Besides his attempts to crack the charts, he also had a successful career writing songs for television adverts, some of them among the most iconic jingles of the period. This is a two-sided single boasting two of his better known efforts retooled for home listening, released on the short-lived relaunched eighties version of the Page One label.

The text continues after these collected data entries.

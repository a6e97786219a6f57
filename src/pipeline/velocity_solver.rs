use crate::math::{AngularInertia, Point, Real, Vector};
use crate::pipeline::{Collider, ColliderSet, CollisionManifold, WorldSettings};
use crate::utils::WBasis;

/// Mass data of the two colliders of a manifold, cached for the duration of a step.
#[derive(Copy, Clone, Debug)]
struct ManifoldConstraint {
    manifold: usize,
    inv_mass_a: Real,
    inv_mass_b: Real,
    inv_inertia_a: AngularInertia<Real>,
    inv_inertia_b: AngularInertia<Real>,
}

/// A sequential-impulse solver for contact and friction constraints.
#[derive(Clone, Debug, Default)]
pub struct VelocitySolver {
    constraints: Vec<ManifoldConstraint>,
}

/// Does the contact between `a` and `b` take part in contact resolution?
pub(crate) fn resolves_contacts(a: &Collider, b: &Collider) -> bool {
    a.has_response() && b.has_response() && !(a.is_static() && b.is_static())
}

fn effective_mass(
    inv_mass: Real,
    inv_inertia_a: &AngularInertia<Real>,
    r_a: &Vector<Real>,
    inv_inertia_b: &AngularInertia<Real>,
    r_b: &Vector<Real>,
    dir: &Vector<Real>,
) -> Real {
    let ang_a = (inv_inertia_a * r_a.cross(dir)).cross(r_a).dot(dir);
    let ang_b = (inv_inertia_b * r_b.cross(dir)).cross(r_b).dot(dir);
    let k = inv_mass + ang_a + ang_b;

    if k > 1.0e-8 {
        1.0 / k
    } else {
        0.0
    }
}

impl VelocitySolver {
    /// A solver without constraints.
    pub fn new() -> Self {
        Self::default()
    }

    /// The number of manifolds handled by the last call to [`VelocitySolver::init`].
    pub fn num_constraints(&self) -> usize {
        self.constraints.len()
    }

    /// Computes the lever arms, effective masses, tangent bases and biases of the contacts.
    ///
    /// Manifolds involving a collider without response, or between two immovable colliders,
    /// are skipped.
    pub fn init(
        &mut self,
        manifolds: &mut [CollisionManifold],
        colliders: &ColliderSet,
        settings: &WorldSettings,
        dt: Real,
    ) {
        self.constraints.clear();
        let inv_dt = if dt > 0.0 { 1.0 / dt } else { 0.0 };

        for (i, manifold) in manifolds.iter_mut().enumerate() {
            let (Some(a), Some(b)) = (
                colliders.get(manifold.collider_a),
                colliders.get(manifold.collider_b),
            ) else {
                continue;
            };

            if !resolves_contacts(a, b) {
                continue;
            }

            let constraint = ManifoldConstraint {
                manifold: i,
                inv_mass_a: a.inv_mass(),
                inv_mass_b: b.inv_mass(),
                inv_inertia_a: a.inverse_world_inertia_tensor(),
                inv_inertia_b: b.inverse_world_inertia_tensor(),
            };
            let inv_mass = constraint.inv_mass_a + constraint.inv_mass_b;
            let com_a = a.center_of_mass();
            let com_b = b.center_of_mass();

            for pt in &mut manifold.points {
                let n = pt.solver_normal().into_inner();
                let r_a = pt.world_a - com_a;
                let r_b = pt.world_b - com_b;
                let tangents = n.orthonormal_basis();

                let mass = |dir: &Vector<Real>| {
                    effective_mass(
                        inv_mass,
                        &constraint.inv_inertia_a,
                        &r_a,
                        &constraint.inv_inertia_b,
                        &r_b,
                        dir,
                    )
                };
                pt.normal_mass = mass(&n);
                pt.tangent_masses = [mass(&tangents[0]), mass(&tangents[1])];
                pt.r_a = r_a;
                pt.r_b = r_b;
                pt.tangents = tangents;
                pt.velocity_bias = settings.baumgarte_factor
                    * (settings.allowed_penetration - pt.depth).min(0.0)
                    * inv_dt;
            }

            self.constraints.push(constraint);
        }
    }

    /// Applies the impulses the contacts inherited from the previous step.
    pub fn warm_start(&self, manifolds: &[CollisionManifold], colliders: &mut ColliderSet) {
        for constraint in &self.constraints {
            let manifold = &manifolds[constraint.manifold];
            let Some((a, b)) = colliders.get_pair_mut(manifold.collider_a, manifold.collider_b)
            else {
                continue;
            };

            for pt in &manifold.points {
                let n = pt.solver_normal().into_inner();
                let impulse = n * pt.normal_impulse
                    + pt.tangents[0] * pt.tangent_impulses[0]
                    + pt.tangents[1] * pt.tangent_impulses[1];
                constraint.apply(a, b, &pt.r_a, &pt.r_b, &impulse);
            }
        }
    }

    /// Runs `iterations` passes over the contacts, in manifold then point order.
    pub fn solve(
        &self,
        manifolds: &mut [CollisionManifold],
        colliders: &mut ColliderSet,
        iterations: usize,
    ) {
        for _ in 0..iterations {
            for constraint in &self.constraints {
                let manifold = &mut manifolds[constraint.manifold];
                let friction = manifold.friction;
                let Some((a, b)) =
                    colliders.get_pair_mut(manifold.collider_a, manifold.collider_b)
                else {
                    continue;
                };

                for pt in &mut manifold.points {
                    let n = pt.solver_normal().into_inner();

                    // Non-penetration.
                    let vn = relative_velocity(a, b, &pt.r_a, &pt.r_b).dot(&n);
                    let delta = -(vn + pt.velocity_bias) * pt.normal_mass;
                    let new_impulse = (pt.normal_impulse + delta).max(0.0);
                    let dlambda = new_impulse - pt.normal_impulse;
                    pt.normal_impulse = new_impulse;
                    constraint.apply(a, b, &pt.r_a, &pt.r_b, &(n * dlambda));

                    // Friction.
                    let dv = relative_velocity(a, b, &pt.r_a, &pt.r_b);
                    let old = pt.tangent_impulses;
                    let mut new = [
                        old[0] - dv.dot(&pt.tangents[0]) * pt.tangent_masses[0],
                        old[1] - dv.dot(&pt.tangents[1]) * pt.tangent_masses[1],
                    ];
                    let limit = friction * pt.normal_impulse;
                    let norm = (new[0] * new[0] + new[1] * new[1]).sqrt();

                    if norm > limit {
                        let scale = if norm > 0.0 { limit / norm } else { 0.0 };
                        new = [new[0] * scale, new[1] * scale];
                    }

                    pt.tangent_impulses = new;
                    let impulse = pt.tangents[0] * (new[0] - old[0])
                        + pt.tangents[1] * (new[1] - old[1]);
                    constraint.apply(a, b, &pt.r_a, &pt.r_b, &impulse);
                }
            }
        }
    }
}

impl ManifoldConstraint {
    /// Applies `-impulse` to `a` and `impulse` to `b`.
    fn apply(
        &self,
        a: &mut Collider,
        b: &mut Collider,
        r_a: &Vector<Real>,
        r_b: &Vector<Real>,
        impulse: &Vector<Real>,
    ) {
        a.linvel -= impulse * self.inv_mass_a;
        a.angvel -= self.inv_inertia_a * r_a.cross(impulse);
        b.linvel += impulse * self.inv_mass_b;
        b.angvel += self.inv_inertia_b * r_b.cross(impulse);
    }
}

/// The velocity of the contact point on `b` relative to the one on `a`.
fn relative_velocity(
    a: &Collider,
    b: &Collider,
    r_a: &Vector<Real>,
    r_b: &Vector<Real>,
) -> Vector<Real> {
    let com_a: Point<Real> = a.center_of_mass();
    let com_b: Point<Real> = b.center_of_mass();
    b.velocity_at_point(&(com_b + r_b)) - a.velocity_at_point(&(com_a + r_a))
}

#[cfg(test)]
mod test {
    use super::VelocitySolver;
    use crate::math::{Real, Vector};
    use crate::pipeline::{
        ColliderBuilder, ColliderSet, CollisionManifold, ContactPoint, IdAllocator, WorldSettings,
    };
    use crate::query::Contact;

    #[test]
    fn resting_ball_stops_sinking() {
        let mut ids = IdAllocator::new();
        let mut colliders = ColliderSet::new();
        let mut ground = ColliderBuilder::cuboid(5.0, 0.5, 5.0).fixed().build();
        ground.id = ids.allocate();
        let mut ball = ColliderBuilder::ball(0.5)
            .translation(Vector::new(0.0, 0.99, 0.0))
            .linvel(Vector::new(1.0, -2.0, 0.0))
            .friction(1.0)
            .build();
        ball.id = ids.allocate();
        let ball_handle = colliders.insert(ball);
        let ground_handle = colliders.insert(ground);

        // Ball first: its kind is lower.
        let contact = Contact::new(
            [0.0, -0.5, 0.0].into(),
            [0.0, 0.5, 0.0].into(),
            -Vector::y_axis(),
            Vector::y_axis(),
            -0.01,
        );
        let mut manifold = CollisionManifold::new(
            ball_handle,
            &colliders[ball_handle],
            ground_handle,
            &colliders[ground_handle],
        );
        manifold.points.push(ContactPoint::from_contact(
            &contact,
            &colliders[ball_handle],
            &colliders[ground_handle],
        ));
        let mut manifolds = vec![manifold];

        let settings = WorldSettings::default();
        let mut solver = VelocitySolver::new();
        solver.init(&mut manifolds, &colliders, &settings, 1.0 / 60.0);
        solver.warm_start(&manifolds, &mut colliders);
        solver.solve(&mut manifolds, &mut colliders, settings.velocity_iterations);

        assert_eq!(solver.num_constraints(), 1);
        let ball = &colliders[ball_handle];
        let pt = &manifolds[0].points[0];
        let vn = (colliders[ground_handle].velocity_at_point(&pt.world_b)
            - ball.velocity_at_point(&pt.world_a))
        .dot(&pt.solver_normal());
        // The ball no longer moves into the ground.
        assert!(vn >= -1.0e-4 as Real, "vn = {}", vn);
        assert!(pt.normal_impulse > 0.0);
        // Friction is bounded by the normal impulse.
        let tangent = (pt.tangent_impulses[0].powi(2) + pt.tangent_impulses[1].powi(2)).sqrt();
        assert!(tangent <= manifolds[0].friction * pt.normal_impulse + 1.0e-5);
        // The ground did not move.
        assert_eq!(colliders[ground_handle].linvel, Vector::zeros());
    }

    #[test]
    fn probes_are_not_solved() {
        let mut ids = IdAllocator::new();
        let mut colliders = ColliderSet::new();
        let mut probe = ColliderBuilder::ball(0.5)
            .flags(crate::pipeline::ColliderFlags::PROBE)
            .linvel(-Vector::y())
            .build();
        probe.id = ids.allocate();
        let mut ground = ColliderBuilder::cuboid(5.0, 0.5, 5.0).fixed().build();
        ground.id = ids.allocate();
        let h1 = colliders.insert(probe);
        let h2 = colliders.insert(ground);

        let mut manifold = CollisionManifold::new(h1, &colliders[h1], h2, &colliders[h2]);
        let contact = Contact::new(
            [0.0, -0.5, 0.0].into(),
            [0.0, 0.4, 0.0].into(),
            -Vector::y_axis(),
            Vector::y_axis(),
            -0.1,
        );
        manifold.points.push(ContactPoint::from_contact(
            &contact,
            &colliders[h1],
            &colliders[h2],
        ));
        let mut manifolds = vec![manifold];

        let mut solver = VelocitySolver::new();
        solver.init(&mut manifolds, &colliders, &WorldSettings::default(), 1.0 / 60.0);
        solver.solve(&mut manifolds, &mut colliders, 10);
        assert_eq!(solver.num_constraints(), 0);
        assert_eq!(colliders[h1].linvel, -Vector::y());
    }
}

A-side "Sorry" is actually the music used by Allied Carpets to flog their wares to excited home improvers, and would usually be accompanied by the slogan "Allied for carpets for you". However, it's only in this rewritten seven inch guise with the corporate sponsorship removed that you realise how much the damn jingle sounded like a Sparks tribute. "Sorry" suffers from a slightly cheap, Rumbelows synthesiser production, but besides that the jerkiness of the arrangement, the wryness of the lyrics and the vocal stylings smack of Ron and Russ Mael. All this begs the question - how on earth did anyone in the marketing department think that a subtle reference to the Mael brothers might have put people in mind of luxury carpet fittings? Did Ron's hypnotic stare indirectly help to sell many a roll of quality feltback? Could he, even today, resuscitate the ailing fortunes of the carpet showroom and cause a shift away from the modern trend in wooden floorings and laminates? We may never find out.
The flip side "Beautiful Gas", on the other hand is - if you haven't guessed already - an atmospheric synthesiser driven version of the "Cookability" theme for British Gas. I'd have preferred a vocal version myself, but what we have here is interesting enough, sounding strangely futuristic (especially next to its rather more minimally produced A-side) and almost ambient in style. If it doesn't make you want to install a new gas hob in your kitchen, I don't know what will.
Carpetbaggers were obviously a studio group and not a going concern, but it would be interesting to find out who sung on the A-side. If anyone knows, drop me a line.
6 comments:
"Gavin de Grunweg"? Ho, ho. (Translate "Grunweg" out of German and you get...)
I don't get it! My limited German is failing me, I'm afraid.
Grune Weg more or less translates as "Green Way", which is a cycle trail running close to the East / West german border....or maybe it's being used here as a pseudonym for Roger Greenaway!
Thank you so much for this post! I was on the hunt for the composer of the music to this ad and FINALLY ended up here. You not only wrote about it, you even posted the music itself. So cool. Thanks again!
I remember seeing the ad which featured the 'Beautiful Gas' theme on a VHS tape on which some relatives of mine recorded with some British comedy shows from the 1980s (Three of a Kind, The Goodies, and Ronnie Barker in "Porridge" if you must know). I was always fascinated by the electronic score and also the almost clinical depiction of the kitchen and cooking in the ad, and have always wondered who the composer was. Googling it, although Roger Greenaway did turn up as the composer for some British Gas ads, the musical style was much more conventional, so I assumed it was someone completely different who'd done the electronic score.
Long story short, I finally ripped the ad from the VHS tape last night, and put it up on Youtube, and also a reference to it in a forum I frequent. Another forum member with better Googling skills found your blog page shortly after.
Finally, here is the music in its original context, with the one minute advertisement for British Gas: https://www.youtube.com/watch?v=c-7zjGyNWQg .
Thank you so much for posting it! Love both sides - instrumental is very dreamy (and I simply love those early 1980s not overproduced electronics), and the song is very nice. If Russell sang in this register more often, I'm sure I'd have liked Sparks more.